OAKLAND, Calif., April 18, 2018 /PRNewswire/ -- Over the past decade, Kaiser Permanente has used different aspects of its Healthy Eating Active Living (or HEAL) initiative to improve health policies, programs and ultimately health outcomes across more than 60 communities, positively impacting the health of more than 715,000 people. However, there is still more work to do on obesity prevention, say the Kaiser Permanente experts and community health leaders who authored a series of 11 studies that appeared today in an American Journal of Preventive Medicine supplement.
"These studies provide important insights from a decade of innovative, community-wide efforts to stem the obesity epidemic," says Loel Solomon, PhD, vice president for Community Health at Kaiser Permanente. "They show what it takes to create meaningful, lasting change. The lessons we've learned are as valuable as they are timely, because our work is far from done."
In the American Journal of Preventive Medicine supplement, Kaiser Permanente experts and community health partners begin with an overview of the studies, "The Kaiser Permanente Community Health Initiative: A Decade of Implementing and Evaluating Community Change," which gives context to the work as part of a cohesive program addressing health outcomes across the country. The papers themselves cover a variety of topics, including improving healthy eating and activity in home-based child care settings, increasing food security, creating healthier school lunches, and increasing physical activity in school and community settings.
Study highlights and insights
"Kaiser Permanente and community partner leaders have worked together to positively change community nutrition and physical activity environments that foster the development of obesity," says William Dietz, MD, PhD, Sumner M. Redstone Center chair, George Washington University, and previous director of the Division of Nutrition, Physical Activity, and Obesity at the Centers for Disease Control and Prevention. "This body of work identifies strategies that can spread and scale in other communities to address this public health crisis."
The risks of obesity to health are clear, say the authors in these evaluations.
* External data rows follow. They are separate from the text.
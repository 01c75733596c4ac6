//! Tests for GraphQL page sources against a mocked endpoint.

use std::time::Duration;

use horizon_tally_core::{FetchErrorKind, Identified, ImageOptions, PageSource};
use horizon_tally_net::{GraphQLClient, GraphQLPageSource, ListQuery, NetworkError};
use serde::Deserialize;
use serde_json::json;
use wiremock::matchers::{body_partial_json, header, method, path};
use wiremock::{Mock, MockServer, ResponseTemplate};

#[derive(Debug, Clone, PartialEq, Deserialize)]
struct Label {
    id: String,
    name: String,
}

impl Identified for Label {
    fn id(&self) -> &str {
        &self.id
    }
}

fn init_tracing() {
    let _ = tracing_subscriber::fmt()
        .with_env_filter(tracing_subscriber::EnvFilter::from_default_env())
        .with_test_writer()
        .try_init();
}

fn client(server: &MockServer) -> GraphQLClient {
    GraphQLClient::builder(format!("{}/graphql", server.uri()))
        .api_key("test-key")
        .request_timeout(Duration::from_secs(5))
        .build()
        .unwrap()
}

fn labels_source(server: &MockServer) -> GraphQLPageSource<Label> {
    GraphQLPageSource::new(client(server), ListQuery::labels("p1").with_limit(2))
}

#[tokio::test]
async fn test_pages_through_next_token() {
    init_tracing();
    let server = MockServer::start().await;

    Mock::given(method("POST"))
        .and(path("/graphql"))
        .and(header("x-api-key", "test-key"))
        .and(body_partial_json(json!({
            "operationName": "ListLabelsProxy",
            "variables": { "projectId": "p1", "nextToken": null, "limit": 2 }
        })))
        .respond_with(ResponseTemplate::new(200).set_body_json(json!({
            "data": { "listLabelsProxy": {
                "items": [
                    { "id": "l1", "name": "cat", "description": "" },
                    { "id": "l2", "name": "dog", "description": "" }
                ],
                "nextToken": "t1"
            } }
        })))
        .expect(1)
        .mount(&server)
        .await;

    Mock::given(method("POST"))
        .and(path("/graphql"))
        .and(body_partial_json(json!({ "variables": { "nextToken": "t1" } })))
        .respond_with(ResponseTemplate::new(200).set_body_json(json!({
            "data": { "listLabelsProxy": {
                "items": [{ "id": "l3", "name": "bird", "description": "" }],
                "nextToken": null
            } }
        })))
        .expect(1)
        .mount(&server)
        .await;

    let source = labels_source(&server);

    let first = source.get_page(None, "").await.unwrap();
    assert_eq!(first.items.len(), 2);
    assert_eq!(first.items[0].name, "cat");
    assert_eq!(first.next_cursor.as_deref(), Some("t1"));

    let second = source.get_page(Some("t1"), "").await.unwrap();
    assert_eq!(second.items[0].id(), "l3");
    assert!(second.is_last());
}

#[tokio::test]
async fn test_null_list_is_validation_error() {
    let server = MockServer::start().await;
    Mock::given(method("POST"))
        .respond_with(
            ResponseTemplate::new(200)
                .set_body_json(json!({ "data": { "listLabelsProxy": null } })),
        )
        .mount(&server)
        .await;

    let err = labels_source(&server).get_page(None, "").await.unwrap_err();
    assert_eq!(err.kind, FetchErrorKind::Validation);
    assert!(err.message.contains("No data returned"));
}

#[tokio::test]
async fn test_http_status_classification() {
    let server = MockServer::start().await;
    Mock::given(method("POST"))
        .and(body_partial_json(json!({ "variables": { "projectId": "p1" } })))
        .respond_with(ResponseTemplate::new(401).set_body_string("UnauthorizedException"))
        .mount(&server)
        .await;
    Mock::given(method("POST"))
        .and(body_partial_json(json!({ "variables": { "projectId": "p2" } })))
        .respond_with(ResponseTemplate::new(502).set_body_string("Bad Gateway"))
        .mount(&server)
        .await;

    let err = labels_source(&server).get_page(None, "").await.unwrap_err();
    assert_eq!(err.kind, FetchErrorKind::Auth);

    let source: GraphQLPageSource<Label> =
        GraphQLPageSource::new(client(&server), ListQuery::labels("p2"));
    let err = source.get_page(None, "").await.unwrap_err();
    assert_eq!(err.kind, FetchErrorKind::Server);
    assert!(err.is_retryable());
}

#[tokio::test]
async fn test_graphql_error_classification() {
    let server = MockServer::start().await;
    Mock::given(method("POST"))
        .and(body_partial_json(json!({ "variables": { "projectId": "p1" } })))
        .respond_with(ResponseTemplate::new(200).set_body_json(json!({
            "data": { "listLabelsProxy": null },
            "errors": [{
                "message": "Unauthorized",
                "errorType": "Lambda:Unhandled",
                "path": ["listLabelsProxy"]
            }]
        })))
        .mount(&server)
        .await;
    Mock::given(method("POST"))
        .and(body_partial_json(json!({ "variables": { "projectId": "p2" } })))
        .respond_with(ResponseTemplate::new(200).set_body_json(json!({
            "data": null,
            "errors": [{
                "message": "Failed to list labels",
                "errorType": "Lambda:Unhandled"
            }]
        })))
        .mount(&server)
        .await;

    let err = labels_source(&server).get_page(None, "").await.unwrap_err();
    assert_eq!(err.kind, FetchErrorKind::Auth);

    let source: GraphQLPageSource<Label> =
        GraphQLPageSource::new(client(&server), ListQuery::labels("p2"));
    let err = source.fetch_page(None, "").await.unwrap_err();
    assert_eq!(
        err,
        NetworkError::GraphQL {
            message: "Failed to list labels".into(),
            error_type: Some("Lambda:Unhandled".into()),
        }
    );
    assert_eq!(err.into_fetch_error().kind, FetchErrorKind::Server);
}

#[tokio::test]
async fn test_malformed_items_are_validation_errors() {
    let server = MockServer::start().await;
    Mock::given(method("POST"))
        .respond_with(ResponseTemplate::new(200).set_body_json(json!({
            "data": { "listLabelsProxy": { "items": [{ "id": 7 }], "nextToken": null } }
        })))
        .mount(&server)
        .await;

    let err = labels_source(&server).get_page(None, "").await.unwrap_err();
    assert_eq!(err.kind, FetchErrorKind::Validation);
}

#[tokio::test]
async fn test_non_json_body_is_validation_error() {
    let server = MockServer::start().await;
    Mock::given(method("POST"))
        .respond_with(ResponseTemplate::new(200).set_body_string("<html>oops</html>"))
        .mount(&server)
        .await;

    let err = labels_source(&server).get_page(None, "").await.unwrap_err();
    assert_eq!(err.kind, FetchErrorKind::Validation);
}

#[tokio::test]
async fn test_timeout_is_network_error() {
    let server = MockServer::start().await;
    Mock::given(method("POST"))
        .respond_with(ResponseTemplate::new(200).set_delay(Duration::from_secs(5)))
        .mount(&server)
        .await;

    let client = GraphQLClient::builder(format!("{}/graphql", server.uri()))
        .request_timeout(Duration::from_millis(100))
        .build()
        .unwrap();
    let source: GraphQLPageSource<Label> = GraphQLPageSource::new(client, ListQuery::labels("p1"));

    let err = source.get_page(None, "").await.unwrap_err();
    assert_eq!(err.kind, FetchErrorKind::Network);
}

#[tokio::test]
async fn test_unreachable_endpoint_is_network_error() {
    let port = {
        let listener = std::net::TcpListener::bind("127.0.0.1:0").unwrap();
        listener.local_addr().unwrap().port()
    };

    let client = GraphQLClient::builder(format!("http://127.0.0.1:{port}/graphql"))
        .build()
        .unwrap();
    let source: GraphQLPageSource<Label> = GraphQLPageSource::new(client, ListQuery::labels("p1"));

    let err = source.get_page(None, "").await.unwrap_err();
    assert_eq!(err.kind, FetchErrorKind::Network);
}

#[derive(Debug, Deserialize)]
#[serde(rename_all = "camelCase")]
struct ProjectRow {
    id: String,
    name: String,
}

#[tokio::test]
async fn test_projects_are_unwrapped_from_membership_rows() {
    let server = MockServer::start().await;
    Mock::given(method("POST"))
        .and(body_partial_json(json!({ "operationName": "ListProjectsProxy" })))
        .respond_with(ResponseTemplate::new(200).set_body_json(json!({
            "data": { "listProjectsProxy": {
                "items": [{
                    "projectId": "p1",
                    "accountId": "u1",
                    "access": "VIEW",
                    "project": { "id": "p1", "name": "Cats" }
                }],
                "nextToken": null
            } }
        })))
        .mount(&server)
        .await;

    let source: GraphQLPageSource<ProjectRow> =
        GraphQLPageSource::new(client(&server), ListQuery::projects());
    let page = source.get_page(None, "").await.unwrap();
    assert_eq!(page.items[0].id, "p1");
    assert_eq!(page.items[0].name, "Cats");
}

#[tokio::test]
async fn test_image_options_and_query_are_sent() {
    let server = MockServer::start().await;
    Mock::given(method("POST"))
        .and(body_partial_json(json!({
            "variables": {
                "classificationId": "c1",
                "imageOptions": { "width": 256, "height": 256, "format": "webp" }
            }
        })))
        .respond_with(ResponseTemplate::new(200).set_body_json(json!({
            "data": { "listClassificationCandidatesProxy": { "items": [], "nextToken": null } }
        })))
        .expect(1)
        .mount(&server)
        .await;
    Mock::given(method("POST"))
        .and(body_partial_json(json!({ "variables": { "query": "alice" } })))
        .respond_with(ResponseTemplate::new(200).set_body_json(json!({
            "data": { "listUsersProxy": { "items": [], "nextToken": null } }
        })))
        .expect(1)
        .mount(&server)
        .await;

    let candidates: GraphQLPageSource<serde_json::Value> = GraphQLPageSource::new(
        client(&server),
        ListQuery::classification_candidates("c1", ImageOptions::square(256)),
    );
    assert!(candidates.get_page(None, "").await.unwrap().items.is_empty());

    let users: GraphQLPageSource<serde_json::Value> =
        GraphQLPageSource::new(client(&server), ListQuery::users());
    assert!(users.get_page(None, "alice").await.unwrap().is_last());
}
It can cause life-threatening and chronic illnesses that shorten life spans, reduce quality of life, and contribute to health care cost inflation that are crowding out other critical social investments. Rates of obesity and the consequences for health are especially high in low-income communities of color, say the authors. That is why this work is critically important, to address health needs from every angle and scale them nationwide.
Overview Paper
Peer-Reviewed Evaluation Papers
About Kaiser Permanente
Kaiser Permanente is committed to helping shape the future of health care. We are recognized as one of America's leading health care providers and not-for-profit health plans. Founded in 1945, Kaiser Permanente has a mission to provide high-quality, affordable health care services and to improve the health of our members and the communities we serve. We currently serve more than 12 million members in eight states and the District of Columbia. Care for members and patients is focused on their total health and guided by their personal Permanente Medical Group physicians, specialists and team of caregivers. Our expert and caring medical teams are empowered and supported by industry-leading technology advances and tools for health promotion, disease prevention, state-of-the-art care delivery and world-class chronic disease management. Kaiser Permanente is dedicated to care innovations, clinical research, health education and the support of community health. For more information, go to: kp.org/share.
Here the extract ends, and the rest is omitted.